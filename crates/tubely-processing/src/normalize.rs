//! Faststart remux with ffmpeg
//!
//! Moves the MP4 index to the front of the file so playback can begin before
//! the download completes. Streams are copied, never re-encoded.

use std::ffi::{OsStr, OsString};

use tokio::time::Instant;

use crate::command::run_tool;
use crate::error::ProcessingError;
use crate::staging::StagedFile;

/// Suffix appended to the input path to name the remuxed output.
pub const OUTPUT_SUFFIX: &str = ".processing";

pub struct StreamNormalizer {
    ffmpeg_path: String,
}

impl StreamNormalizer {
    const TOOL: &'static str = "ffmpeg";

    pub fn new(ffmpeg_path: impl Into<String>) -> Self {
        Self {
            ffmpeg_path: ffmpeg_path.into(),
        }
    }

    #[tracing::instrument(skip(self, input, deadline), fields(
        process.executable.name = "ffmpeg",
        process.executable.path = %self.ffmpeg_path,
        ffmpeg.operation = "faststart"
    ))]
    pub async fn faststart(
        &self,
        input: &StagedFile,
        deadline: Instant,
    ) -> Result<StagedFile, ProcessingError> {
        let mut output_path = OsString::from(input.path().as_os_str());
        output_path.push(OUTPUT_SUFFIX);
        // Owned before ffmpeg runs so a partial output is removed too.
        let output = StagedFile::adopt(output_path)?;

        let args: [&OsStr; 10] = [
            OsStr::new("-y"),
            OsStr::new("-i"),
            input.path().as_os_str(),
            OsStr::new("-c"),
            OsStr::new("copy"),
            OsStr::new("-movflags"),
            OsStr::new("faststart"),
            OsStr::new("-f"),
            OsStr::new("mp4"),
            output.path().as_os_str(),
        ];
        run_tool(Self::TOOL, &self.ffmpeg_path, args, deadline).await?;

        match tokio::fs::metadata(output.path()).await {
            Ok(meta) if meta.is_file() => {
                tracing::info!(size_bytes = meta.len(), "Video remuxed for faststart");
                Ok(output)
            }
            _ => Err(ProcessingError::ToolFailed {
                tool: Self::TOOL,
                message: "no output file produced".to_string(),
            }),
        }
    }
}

### Work request
Only the lines from the start of the material through the line containing "use crate::staging::StagedFile;" should be repeated, and they should be repeated exactly.

### Task response
filename crates/tubely-processing/src/normalize.rs
//! Faststart remux with ffmpeg
//!
//! Moves the MP4 index to the front of the file so playback can begin before
//! the download completes. Streams are copied, never re-encoded.

use std::ffi::{OsStr, OsString};

use tokio::time::Instant;

use crate::command::run_tool;
use crate::error::ProcessingError;
use crate::staging::StagedFile;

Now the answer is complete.